▸ **Exercise requirements**:
Could you set down exactly the lines of the data below, starting at the one that holds "SHA-256 content digests" and ending at the one that holds "pub async fn compute_file(path: &Path)", both included, and only those?

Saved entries
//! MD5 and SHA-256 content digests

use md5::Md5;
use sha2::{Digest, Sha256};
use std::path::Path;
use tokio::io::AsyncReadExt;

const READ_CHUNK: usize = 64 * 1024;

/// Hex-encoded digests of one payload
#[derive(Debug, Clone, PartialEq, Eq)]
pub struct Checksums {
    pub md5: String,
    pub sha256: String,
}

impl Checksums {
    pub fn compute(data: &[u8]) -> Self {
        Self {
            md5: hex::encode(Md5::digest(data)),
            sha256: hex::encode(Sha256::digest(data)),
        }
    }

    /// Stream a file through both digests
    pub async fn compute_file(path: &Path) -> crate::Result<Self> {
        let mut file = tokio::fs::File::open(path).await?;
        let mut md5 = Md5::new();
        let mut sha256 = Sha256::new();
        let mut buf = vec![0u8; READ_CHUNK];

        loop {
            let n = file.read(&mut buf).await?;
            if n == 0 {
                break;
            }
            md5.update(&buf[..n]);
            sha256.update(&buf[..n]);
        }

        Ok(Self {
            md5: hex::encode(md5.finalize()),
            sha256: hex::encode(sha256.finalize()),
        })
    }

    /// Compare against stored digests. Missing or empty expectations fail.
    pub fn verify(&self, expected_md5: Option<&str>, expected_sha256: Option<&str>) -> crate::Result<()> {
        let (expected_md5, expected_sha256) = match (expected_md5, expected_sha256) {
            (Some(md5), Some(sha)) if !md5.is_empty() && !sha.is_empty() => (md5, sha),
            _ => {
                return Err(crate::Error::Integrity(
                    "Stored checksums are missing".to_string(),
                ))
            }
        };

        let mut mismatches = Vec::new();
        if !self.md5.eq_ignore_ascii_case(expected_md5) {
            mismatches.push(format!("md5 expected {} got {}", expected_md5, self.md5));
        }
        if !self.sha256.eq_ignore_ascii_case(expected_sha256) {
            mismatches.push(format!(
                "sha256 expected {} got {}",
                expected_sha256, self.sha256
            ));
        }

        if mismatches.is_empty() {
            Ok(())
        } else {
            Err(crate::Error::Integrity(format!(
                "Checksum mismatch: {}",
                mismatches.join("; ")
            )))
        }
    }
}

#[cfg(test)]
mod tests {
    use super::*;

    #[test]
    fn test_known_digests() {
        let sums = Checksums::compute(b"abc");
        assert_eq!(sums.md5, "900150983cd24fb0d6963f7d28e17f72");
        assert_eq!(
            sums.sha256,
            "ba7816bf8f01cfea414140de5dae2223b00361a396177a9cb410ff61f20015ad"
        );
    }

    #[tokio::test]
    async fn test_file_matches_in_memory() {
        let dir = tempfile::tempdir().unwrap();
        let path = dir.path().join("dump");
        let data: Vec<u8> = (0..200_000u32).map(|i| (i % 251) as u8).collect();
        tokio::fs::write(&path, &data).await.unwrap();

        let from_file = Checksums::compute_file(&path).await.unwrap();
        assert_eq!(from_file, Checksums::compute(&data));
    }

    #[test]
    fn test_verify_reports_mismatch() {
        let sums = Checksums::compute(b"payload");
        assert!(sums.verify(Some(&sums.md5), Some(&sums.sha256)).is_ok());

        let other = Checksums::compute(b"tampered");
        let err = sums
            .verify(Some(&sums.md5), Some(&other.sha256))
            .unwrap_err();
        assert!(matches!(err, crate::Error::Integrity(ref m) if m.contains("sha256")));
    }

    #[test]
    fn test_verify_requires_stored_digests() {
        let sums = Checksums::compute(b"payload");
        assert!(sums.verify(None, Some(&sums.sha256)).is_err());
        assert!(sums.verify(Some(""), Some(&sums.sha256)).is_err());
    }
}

...

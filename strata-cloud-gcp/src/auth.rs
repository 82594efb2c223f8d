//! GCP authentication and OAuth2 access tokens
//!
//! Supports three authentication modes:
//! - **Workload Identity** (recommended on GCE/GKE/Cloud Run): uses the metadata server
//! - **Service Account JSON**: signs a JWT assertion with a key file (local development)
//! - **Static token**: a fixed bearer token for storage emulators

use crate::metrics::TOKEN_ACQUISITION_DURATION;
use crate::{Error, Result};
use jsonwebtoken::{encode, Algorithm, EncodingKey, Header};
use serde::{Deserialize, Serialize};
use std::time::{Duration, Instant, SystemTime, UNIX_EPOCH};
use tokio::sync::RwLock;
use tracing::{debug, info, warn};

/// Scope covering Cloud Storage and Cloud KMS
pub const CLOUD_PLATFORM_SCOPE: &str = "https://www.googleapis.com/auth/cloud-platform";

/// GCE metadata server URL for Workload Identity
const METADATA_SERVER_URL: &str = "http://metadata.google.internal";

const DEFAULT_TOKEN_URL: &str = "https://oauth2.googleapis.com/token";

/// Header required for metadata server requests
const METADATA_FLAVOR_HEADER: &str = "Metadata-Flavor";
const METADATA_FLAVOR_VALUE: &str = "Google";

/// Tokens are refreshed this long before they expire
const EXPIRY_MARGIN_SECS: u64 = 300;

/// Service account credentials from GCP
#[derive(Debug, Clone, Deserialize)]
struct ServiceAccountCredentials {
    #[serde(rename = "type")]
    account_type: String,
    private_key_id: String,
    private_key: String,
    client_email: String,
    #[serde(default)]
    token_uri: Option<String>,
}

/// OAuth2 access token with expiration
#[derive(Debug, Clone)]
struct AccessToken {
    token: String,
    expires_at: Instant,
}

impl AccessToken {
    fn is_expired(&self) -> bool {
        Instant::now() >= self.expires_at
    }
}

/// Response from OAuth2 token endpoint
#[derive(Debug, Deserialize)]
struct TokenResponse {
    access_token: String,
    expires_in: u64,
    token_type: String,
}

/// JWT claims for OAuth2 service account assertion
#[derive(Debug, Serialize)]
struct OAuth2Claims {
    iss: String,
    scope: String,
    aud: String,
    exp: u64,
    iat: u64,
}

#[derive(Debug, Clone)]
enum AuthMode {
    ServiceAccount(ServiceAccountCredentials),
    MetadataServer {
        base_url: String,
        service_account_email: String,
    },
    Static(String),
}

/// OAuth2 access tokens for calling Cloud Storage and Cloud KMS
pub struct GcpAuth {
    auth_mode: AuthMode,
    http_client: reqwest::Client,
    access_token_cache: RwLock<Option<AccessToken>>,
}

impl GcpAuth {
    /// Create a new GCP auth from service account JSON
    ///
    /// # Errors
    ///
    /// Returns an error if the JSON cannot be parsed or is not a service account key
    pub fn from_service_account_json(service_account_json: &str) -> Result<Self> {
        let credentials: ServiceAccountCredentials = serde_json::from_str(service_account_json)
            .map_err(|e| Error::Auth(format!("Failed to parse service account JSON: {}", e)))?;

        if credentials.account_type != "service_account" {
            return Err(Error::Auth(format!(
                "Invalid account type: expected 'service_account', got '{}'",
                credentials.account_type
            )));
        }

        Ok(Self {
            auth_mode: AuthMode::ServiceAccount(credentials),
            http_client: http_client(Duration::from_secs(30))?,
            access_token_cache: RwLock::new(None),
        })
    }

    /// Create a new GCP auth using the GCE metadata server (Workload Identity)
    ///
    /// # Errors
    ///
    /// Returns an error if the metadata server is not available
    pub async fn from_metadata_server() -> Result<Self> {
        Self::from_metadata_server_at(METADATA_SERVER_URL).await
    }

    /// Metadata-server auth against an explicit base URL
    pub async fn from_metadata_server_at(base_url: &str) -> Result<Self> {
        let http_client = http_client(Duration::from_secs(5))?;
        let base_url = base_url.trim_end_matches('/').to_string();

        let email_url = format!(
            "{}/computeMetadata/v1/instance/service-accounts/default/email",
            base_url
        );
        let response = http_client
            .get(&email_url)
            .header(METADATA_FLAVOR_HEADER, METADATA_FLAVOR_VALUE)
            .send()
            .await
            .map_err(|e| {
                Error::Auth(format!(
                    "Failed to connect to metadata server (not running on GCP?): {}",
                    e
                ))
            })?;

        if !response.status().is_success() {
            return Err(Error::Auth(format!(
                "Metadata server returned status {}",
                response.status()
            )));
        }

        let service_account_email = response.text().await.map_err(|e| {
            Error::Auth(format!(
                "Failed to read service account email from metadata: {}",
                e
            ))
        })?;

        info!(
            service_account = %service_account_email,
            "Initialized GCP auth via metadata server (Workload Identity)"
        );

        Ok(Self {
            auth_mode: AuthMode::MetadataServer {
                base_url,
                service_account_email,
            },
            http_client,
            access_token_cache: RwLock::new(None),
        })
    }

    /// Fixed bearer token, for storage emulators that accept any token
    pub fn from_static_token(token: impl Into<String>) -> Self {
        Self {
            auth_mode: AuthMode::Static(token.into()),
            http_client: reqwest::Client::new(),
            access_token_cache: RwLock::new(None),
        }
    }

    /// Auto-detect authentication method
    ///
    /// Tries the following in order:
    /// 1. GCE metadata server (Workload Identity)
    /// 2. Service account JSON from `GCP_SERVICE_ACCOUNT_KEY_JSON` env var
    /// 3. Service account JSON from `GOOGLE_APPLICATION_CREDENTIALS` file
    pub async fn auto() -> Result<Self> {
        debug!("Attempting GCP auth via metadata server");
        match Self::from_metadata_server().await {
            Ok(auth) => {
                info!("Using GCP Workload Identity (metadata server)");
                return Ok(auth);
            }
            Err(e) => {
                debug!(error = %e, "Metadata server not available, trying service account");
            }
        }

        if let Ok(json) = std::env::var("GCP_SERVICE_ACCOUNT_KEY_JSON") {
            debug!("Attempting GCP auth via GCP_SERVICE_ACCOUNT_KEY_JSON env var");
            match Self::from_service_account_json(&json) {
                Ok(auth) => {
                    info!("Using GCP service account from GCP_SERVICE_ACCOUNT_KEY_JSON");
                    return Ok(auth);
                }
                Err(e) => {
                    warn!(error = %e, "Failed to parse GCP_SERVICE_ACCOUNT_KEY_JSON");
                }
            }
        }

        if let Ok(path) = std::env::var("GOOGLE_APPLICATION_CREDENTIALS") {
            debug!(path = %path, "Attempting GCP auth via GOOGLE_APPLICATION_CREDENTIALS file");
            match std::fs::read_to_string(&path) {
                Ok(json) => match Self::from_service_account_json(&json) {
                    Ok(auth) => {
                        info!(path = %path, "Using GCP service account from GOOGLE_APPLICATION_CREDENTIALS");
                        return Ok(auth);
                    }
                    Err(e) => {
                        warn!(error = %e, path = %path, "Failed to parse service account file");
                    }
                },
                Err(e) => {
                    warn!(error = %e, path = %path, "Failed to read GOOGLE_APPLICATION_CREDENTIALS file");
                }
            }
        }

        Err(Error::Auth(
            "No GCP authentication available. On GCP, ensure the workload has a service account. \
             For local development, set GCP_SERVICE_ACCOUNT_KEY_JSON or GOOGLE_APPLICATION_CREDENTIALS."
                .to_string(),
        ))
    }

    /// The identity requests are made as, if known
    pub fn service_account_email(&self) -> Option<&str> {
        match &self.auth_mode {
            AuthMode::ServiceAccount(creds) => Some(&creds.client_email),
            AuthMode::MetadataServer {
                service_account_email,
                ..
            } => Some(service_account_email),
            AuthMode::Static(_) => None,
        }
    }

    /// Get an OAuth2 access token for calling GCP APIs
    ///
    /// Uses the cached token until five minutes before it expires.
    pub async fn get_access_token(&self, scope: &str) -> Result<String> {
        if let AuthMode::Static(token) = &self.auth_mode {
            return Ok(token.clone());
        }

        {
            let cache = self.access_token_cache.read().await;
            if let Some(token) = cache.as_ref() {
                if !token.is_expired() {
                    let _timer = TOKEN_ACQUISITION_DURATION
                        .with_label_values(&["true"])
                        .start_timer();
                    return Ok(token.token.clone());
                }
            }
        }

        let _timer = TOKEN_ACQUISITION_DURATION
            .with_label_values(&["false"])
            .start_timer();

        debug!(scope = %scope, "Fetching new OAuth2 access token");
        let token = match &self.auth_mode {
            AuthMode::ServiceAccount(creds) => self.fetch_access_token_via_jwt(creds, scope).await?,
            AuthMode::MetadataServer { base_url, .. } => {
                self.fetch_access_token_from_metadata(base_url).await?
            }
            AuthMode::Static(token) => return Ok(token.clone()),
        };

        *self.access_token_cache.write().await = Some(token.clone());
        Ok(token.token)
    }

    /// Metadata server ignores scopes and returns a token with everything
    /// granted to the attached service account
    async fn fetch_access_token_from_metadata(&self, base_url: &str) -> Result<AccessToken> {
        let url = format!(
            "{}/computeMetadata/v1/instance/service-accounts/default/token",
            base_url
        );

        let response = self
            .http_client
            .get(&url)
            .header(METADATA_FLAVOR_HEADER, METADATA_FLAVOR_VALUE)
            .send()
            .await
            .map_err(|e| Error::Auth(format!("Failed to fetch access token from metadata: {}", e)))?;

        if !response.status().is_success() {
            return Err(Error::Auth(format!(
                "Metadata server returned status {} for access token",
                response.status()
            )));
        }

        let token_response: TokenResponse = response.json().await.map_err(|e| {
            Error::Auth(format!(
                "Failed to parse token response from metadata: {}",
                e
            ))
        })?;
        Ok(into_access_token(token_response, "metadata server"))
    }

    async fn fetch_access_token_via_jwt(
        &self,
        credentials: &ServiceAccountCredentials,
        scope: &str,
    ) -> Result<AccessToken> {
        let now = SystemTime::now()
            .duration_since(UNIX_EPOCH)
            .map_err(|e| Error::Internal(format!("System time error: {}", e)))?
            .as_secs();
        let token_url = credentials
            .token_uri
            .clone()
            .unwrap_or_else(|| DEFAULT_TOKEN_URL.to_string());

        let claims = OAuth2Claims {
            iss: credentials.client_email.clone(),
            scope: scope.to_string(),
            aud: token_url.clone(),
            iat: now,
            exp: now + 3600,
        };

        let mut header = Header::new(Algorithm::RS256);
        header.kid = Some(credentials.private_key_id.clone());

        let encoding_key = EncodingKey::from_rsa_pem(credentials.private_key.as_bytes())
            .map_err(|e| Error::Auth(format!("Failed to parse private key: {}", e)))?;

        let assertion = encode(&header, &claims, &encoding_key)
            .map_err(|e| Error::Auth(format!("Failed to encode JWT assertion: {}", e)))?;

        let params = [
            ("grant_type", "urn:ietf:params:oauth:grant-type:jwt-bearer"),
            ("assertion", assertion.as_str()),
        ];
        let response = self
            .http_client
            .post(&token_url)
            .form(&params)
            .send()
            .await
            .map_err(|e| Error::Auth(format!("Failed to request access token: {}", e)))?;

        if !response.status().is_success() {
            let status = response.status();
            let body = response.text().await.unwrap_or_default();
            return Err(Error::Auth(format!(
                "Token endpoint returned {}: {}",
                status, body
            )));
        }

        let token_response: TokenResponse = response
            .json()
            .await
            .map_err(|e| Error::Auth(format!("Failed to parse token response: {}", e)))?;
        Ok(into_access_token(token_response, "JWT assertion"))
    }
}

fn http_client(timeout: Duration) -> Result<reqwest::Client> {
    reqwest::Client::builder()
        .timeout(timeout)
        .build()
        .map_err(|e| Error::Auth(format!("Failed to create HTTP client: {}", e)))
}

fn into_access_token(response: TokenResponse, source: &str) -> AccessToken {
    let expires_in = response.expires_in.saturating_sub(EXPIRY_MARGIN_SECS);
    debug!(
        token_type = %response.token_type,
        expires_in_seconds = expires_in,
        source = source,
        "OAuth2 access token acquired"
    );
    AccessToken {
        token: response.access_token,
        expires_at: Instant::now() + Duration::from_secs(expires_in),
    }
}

▸ **Exercise response**:
//! MD5 and SHA-256 content digests

use md5::Md5;
use sha2::{Digest, Sha256};
use std::path::Path;
use tokio::io::AsyncReadExt;

const READ_CHUNK: usize = 64 * 1024;

/// Hex-encoded digests of one payload
#[derive(Debug, Clone, PartialEq, Eq)]
pub struct Checksums {
    pub md5: String,
    pub sha256: String,
}

impl Checksums {
    pub fn compute(data: &[u8]) -> Self {
        Self {
            md5: hex::encode(Md5::digest(data)),
            sha256: hex::encode(Sha256::digest(data)),
        }
    }

    /// Stream a file through both digests
    pub async fn compute_file(path: &Path) -> crate::Result<Self> {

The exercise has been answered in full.